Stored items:

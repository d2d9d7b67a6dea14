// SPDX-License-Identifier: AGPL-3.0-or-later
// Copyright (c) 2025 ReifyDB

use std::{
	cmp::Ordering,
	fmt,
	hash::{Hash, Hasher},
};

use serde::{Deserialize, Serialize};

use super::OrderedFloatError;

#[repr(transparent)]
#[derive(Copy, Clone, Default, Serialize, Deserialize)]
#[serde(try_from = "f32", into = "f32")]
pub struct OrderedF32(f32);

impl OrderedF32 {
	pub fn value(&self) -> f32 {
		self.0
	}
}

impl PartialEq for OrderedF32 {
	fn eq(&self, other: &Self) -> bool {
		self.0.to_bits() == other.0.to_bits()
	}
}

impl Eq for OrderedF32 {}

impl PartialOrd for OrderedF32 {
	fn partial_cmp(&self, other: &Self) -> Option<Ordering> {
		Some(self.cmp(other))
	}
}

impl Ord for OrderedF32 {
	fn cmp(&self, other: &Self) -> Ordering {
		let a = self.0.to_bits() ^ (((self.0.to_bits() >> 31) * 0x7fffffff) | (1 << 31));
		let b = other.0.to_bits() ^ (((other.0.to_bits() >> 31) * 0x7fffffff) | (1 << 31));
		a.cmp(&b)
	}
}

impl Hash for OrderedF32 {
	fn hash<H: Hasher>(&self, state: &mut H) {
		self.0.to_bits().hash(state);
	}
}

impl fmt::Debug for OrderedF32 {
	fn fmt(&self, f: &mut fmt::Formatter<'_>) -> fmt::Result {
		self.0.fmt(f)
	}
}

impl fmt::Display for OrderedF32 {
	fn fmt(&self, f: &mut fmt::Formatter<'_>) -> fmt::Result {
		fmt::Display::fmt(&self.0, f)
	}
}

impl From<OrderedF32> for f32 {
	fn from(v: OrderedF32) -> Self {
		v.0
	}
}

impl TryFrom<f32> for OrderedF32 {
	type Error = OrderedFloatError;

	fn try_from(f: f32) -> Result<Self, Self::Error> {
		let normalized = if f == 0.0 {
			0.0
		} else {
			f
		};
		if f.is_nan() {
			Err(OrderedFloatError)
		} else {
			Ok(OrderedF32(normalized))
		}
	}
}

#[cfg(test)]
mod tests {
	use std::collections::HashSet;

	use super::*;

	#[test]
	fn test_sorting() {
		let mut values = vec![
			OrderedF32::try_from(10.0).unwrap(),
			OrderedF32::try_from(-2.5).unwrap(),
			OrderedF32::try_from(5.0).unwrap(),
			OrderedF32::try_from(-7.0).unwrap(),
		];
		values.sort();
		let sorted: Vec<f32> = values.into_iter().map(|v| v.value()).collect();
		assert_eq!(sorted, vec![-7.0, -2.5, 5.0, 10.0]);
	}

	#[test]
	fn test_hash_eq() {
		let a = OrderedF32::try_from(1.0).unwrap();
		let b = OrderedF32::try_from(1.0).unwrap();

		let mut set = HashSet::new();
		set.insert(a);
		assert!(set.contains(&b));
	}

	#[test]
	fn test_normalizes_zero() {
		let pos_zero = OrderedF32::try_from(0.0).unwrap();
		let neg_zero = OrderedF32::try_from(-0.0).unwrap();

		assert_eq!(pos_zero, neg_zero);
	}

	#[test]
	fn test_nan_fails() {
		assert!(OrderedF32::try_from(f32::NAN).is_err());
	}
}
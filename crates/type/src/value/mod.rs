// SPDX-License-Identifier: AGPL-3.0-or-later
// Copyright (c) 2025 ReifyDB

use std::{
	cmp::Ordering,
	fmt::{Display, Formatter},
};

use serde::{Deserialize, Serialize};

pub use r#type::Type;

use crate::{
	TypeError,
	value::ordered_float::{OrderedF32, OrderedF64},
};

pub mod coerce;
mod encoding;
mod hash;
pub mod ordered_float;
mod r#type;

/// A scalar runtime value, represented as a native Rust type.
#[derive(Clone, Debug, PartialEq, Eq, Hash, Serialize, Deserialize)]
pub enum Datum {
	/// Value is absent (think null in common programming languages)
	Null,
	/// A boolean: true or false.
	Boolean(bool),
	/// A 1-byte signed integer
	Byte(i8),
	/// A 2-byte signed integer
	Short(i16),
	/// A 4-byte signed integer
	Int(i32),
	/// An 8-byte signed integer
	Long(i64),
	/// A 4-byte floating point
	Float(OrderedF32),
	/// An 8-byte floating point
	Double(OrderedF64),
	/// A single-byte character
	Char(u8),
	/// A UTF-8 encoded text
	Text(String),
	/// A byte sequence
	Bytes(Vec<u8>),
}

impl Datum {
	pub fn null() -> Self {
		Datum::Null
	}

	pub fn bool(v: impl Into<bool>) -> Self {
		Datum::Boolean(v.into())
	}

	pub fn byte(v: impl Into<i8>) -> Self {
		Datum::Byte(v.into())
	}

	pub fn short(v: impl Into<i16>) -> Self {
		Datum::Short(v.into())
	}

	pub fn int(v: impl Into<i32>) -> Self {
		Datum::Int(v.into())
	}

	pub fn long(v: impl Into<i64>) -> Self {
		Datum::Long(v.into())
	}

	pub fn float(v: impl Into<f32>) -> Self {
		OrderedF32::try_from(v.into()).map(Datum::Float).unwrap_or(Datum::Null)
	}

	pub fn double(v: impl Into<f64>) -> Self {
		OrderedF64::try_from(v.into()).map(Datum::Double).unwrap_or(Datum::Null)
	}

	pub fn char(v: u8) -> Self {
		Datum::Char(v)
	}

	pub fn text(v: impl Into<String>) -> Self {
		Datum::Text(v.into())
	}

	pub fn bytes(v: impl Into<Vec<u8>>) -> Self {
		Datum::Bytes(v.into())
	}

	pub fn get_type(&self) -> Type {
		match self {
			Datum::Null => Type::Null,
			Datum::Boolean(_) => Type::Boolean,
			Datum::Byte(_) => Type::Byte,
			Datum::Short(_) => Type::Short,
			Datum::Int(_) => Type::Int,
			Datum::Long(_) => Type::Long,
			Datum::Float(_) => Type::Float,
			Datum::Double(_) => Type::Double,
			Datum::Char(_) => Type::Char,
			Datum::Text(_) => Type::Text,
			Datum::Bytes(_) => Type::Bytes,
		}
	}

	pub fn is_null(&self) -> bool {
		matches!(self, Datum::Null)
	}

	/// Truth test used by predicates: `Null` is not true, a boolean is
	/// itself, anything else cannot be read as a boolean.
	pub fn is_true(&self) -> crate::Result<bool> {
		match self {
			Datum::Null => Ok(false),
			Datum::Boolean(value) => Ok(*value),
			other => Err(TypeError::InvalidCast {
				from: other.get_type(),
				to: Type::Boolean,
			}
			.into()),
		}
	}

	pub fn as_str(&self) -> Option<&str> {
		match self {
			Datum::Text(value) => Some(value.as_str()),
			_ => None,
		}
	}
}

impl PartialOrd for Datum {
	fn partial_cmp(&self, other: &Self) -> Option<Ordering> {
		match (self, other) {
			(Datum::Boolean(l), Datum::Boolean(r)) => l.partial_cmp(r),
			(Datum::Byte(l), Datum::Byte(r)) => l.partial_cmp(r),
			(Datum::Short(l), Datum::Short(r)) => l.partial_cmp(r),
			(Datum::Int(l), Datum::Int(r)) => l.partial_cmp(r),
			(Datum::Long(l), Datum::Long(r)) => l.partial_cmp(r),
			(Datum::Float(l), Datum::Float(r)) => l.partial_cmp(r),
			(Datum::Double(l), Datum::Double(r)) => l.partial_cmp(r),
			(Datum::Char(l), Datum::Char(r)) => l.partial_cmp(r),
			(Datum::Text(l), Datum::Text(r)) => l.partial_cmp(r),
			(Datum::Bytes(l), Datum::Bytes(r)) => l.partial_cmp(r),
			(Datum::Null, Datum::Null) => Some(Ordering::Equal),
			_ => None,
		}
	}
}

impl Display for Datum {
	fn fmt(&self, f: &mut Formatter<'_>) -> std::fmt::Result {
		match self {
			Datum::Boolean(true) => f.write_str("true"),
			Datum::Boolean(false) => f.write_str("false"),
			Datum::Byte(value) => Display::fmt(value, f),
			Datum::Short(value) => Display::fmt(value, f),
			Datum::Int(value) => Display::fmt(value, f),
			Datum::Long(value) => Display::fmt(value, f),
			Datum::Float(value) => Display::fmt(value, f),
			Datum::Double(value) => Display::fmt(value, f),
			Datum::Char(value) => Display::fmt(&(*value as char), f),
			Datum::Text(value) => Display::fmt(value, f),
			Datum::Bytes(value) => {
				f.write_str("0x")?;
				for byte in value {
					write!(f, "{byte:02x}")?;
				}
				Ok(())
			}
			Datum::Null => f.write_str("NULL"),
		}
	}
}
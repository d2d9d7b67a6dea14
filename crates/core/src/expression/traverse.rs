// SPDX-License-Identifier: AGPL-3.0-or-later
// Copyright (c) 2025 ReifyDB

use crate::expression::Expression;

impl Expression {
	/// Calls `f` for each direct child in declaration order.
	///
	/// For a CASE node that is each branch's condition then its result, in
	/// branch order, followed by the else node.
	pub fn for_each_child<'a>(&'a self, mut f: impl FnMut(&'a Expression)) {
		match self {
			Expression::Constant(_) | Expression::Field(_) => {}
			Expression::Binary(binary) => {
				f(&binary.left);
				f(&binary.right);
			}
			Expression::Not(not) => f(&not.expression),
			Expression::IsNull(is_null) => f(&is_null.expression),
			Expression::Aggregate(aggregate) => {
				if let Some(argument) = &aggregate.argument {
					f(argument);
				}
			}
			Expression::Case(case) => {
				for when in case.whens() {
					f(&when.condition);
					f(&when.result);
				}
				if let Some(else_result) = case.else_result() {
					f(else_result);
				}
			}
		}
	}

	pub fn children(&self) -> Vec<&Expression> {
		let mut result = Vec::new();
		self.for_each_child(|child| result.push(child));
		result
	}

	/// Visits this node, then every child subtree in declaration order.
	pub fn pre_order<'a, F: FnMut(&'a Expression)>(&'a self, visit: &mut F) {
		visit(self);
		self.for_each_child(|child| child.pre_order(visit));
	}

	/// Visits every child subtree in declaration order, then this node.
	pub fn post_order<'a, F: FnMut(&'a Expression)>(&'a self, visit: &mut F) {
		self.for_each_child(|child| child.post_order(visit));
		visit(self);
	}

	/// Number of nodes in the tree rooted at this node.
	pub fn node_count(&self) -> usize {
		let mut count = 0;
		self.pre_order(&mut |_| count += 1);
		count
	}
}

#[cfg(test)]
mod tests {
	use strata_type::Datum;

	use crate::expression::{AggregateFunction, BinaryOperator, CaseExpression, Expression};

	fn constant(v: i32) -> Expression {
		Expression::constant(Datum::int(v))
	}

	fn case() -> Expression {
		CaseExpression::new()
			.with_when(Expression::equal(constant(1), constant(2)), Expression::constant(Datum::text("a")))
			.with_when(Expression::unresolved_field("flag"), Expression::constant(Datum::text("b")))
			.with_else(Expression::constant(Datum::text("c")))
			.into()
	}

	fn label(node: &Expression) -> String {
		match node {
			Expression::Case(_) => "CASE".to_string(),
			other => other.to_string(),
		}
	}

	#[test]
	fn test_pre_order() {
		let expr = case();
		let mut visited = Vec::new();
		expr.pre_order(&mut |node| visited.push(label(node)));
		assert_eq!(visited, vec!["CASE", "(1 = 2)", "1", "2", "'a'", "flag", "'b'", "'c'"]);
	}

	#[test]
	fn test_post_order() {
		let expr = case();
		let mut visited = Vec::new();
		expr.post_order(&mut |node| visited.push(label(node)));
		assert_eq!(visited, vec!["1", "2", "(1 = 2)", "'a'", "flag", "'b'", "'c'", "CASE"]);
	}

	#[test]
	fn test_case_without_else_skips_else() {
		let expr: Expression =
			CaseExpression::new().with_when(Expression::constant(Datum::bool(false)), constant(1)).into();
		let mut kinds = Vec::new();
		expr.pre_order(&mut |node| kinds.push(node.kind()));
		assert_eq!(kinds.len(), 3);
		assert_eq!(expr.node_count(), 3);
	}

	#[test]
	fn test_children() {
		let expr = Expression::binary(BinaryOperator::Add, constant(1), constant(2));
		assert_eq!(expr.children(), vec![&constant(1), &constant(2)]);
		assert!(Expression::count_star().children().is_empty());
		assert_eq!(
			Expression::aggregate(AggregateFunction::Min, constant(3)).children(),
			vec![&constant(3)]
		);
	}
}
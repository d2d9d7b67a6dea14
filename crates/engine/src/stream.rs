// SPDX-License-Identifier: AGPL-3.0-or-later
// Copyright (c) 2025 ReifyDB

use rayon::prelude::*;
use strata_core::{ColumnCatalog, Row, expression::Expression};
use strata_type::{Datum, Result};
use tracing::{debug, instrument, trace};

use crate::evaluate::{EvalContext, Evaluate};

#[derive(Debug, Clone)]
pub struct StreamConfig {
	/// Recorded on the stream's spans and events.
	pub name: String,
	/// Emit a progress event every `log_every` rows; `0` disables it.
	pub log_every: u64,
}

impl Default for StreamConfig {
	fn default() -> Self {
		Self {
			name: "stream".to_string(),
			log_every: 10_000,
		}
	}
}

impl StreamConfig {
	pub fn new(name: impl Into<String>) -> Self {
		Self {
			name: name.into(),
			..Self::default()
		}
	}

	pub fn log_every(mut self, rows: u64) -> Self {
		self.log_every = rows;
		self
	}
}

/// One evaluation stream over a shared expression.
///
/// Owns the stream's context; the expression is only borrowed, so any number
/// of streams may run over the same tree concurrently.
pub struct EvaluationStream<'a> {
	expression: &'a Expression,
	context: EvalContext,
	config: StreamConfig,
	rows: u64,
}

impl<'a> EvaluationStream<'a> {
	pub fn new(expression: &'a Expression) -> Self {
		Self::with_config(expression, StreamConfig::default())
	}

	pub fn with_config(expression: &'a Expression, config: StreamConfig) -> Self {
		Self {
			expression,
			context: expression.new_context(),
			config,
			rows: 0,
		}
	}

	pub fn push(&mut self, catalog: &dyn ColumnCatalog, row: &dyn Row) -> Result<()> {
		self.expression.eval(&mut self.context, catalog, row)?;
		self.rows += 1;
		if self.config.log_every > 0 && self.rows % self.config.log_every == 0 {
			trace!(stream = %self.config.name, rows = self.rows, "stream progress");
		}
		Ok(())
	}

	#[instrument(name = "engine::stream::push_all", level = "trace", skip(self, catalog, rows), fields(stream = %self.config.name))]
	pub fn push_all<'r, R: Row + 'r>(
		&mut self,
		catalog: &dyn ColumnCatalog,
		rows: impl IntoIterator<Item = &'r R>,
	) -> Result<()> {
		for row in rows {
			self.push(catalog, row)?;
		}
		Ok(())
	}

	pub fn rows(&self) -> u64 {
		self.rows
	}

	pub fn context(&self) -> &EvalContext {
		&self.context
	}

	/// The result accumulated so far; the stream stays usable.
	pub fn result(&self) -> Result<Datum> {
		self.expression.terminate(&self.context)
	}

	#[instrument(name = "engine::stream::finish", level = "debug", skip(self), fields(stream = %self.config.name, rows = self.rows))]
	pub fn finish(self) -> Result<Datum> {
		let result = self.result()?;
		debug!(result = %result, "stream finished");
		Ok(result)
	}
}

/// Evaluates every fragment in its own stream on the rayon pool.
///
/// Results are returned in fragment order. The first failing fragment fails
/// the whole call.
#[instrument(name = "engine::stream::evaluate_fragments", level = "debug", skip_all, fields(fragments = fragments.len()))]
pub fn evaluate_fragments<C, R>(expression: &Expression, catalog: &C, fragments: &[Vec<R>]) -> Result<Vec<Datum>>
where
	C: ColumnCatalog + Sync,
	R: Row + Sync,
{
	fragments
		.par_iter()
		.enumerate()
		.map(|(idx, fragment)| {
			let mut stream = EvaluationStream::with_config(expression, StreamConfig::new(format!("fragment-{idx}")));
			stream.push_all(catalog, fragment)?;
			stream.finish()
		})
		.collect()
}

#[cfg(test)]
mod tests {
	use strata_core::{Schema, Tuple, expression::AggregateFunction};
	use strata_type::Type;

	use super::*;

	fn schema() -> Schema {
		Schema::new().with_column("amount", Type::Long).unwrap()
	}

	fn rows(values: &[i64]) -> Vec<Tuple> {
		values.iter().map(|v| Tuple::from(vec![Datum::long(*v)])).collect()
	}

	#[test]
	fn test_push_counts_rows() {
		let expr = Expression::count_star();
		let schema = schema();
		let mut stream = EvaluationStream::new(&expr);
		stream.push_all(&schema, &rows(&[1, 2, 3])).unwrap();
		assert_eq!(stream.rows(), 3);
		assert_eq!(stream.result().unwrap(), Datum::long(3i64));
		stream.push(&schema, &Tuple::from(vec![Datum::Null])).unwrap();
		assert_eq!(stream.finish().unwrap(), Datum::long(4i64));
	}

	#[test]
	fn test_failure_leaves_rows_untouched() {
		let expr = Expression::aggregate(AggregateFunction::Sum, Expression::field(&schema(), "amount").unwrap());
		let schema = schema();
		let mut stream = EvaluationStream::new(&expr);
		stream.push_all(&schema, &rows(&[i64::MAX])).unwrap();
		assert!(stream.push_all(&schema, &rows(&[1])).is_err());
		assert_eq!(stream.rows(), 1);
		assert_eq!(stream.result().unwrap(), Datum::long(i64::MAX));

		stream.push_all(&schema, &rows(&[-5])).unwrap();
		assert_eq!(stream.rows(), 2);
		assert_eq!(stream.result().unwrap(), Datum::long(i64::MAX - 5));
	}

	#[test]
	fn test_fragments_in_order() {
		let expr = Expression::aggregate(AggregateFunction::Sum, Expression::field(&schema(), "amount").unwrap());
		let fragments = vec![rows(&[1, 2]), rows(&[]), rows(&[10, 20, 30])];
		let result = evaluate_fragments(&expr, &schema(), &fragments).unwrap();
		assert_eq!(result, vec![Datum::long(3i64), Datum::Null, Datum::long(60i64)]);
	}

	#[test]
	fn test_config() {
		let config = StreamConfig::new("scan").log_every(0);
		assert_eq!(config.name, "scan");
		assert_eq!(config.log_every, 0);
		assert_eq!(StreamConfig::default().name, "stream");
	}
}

> Task item
Whenever a line above contains "HashSet", copy that line.

> Exercise response
	use std::collections::HashSet;
		let mut set = HashSet::new();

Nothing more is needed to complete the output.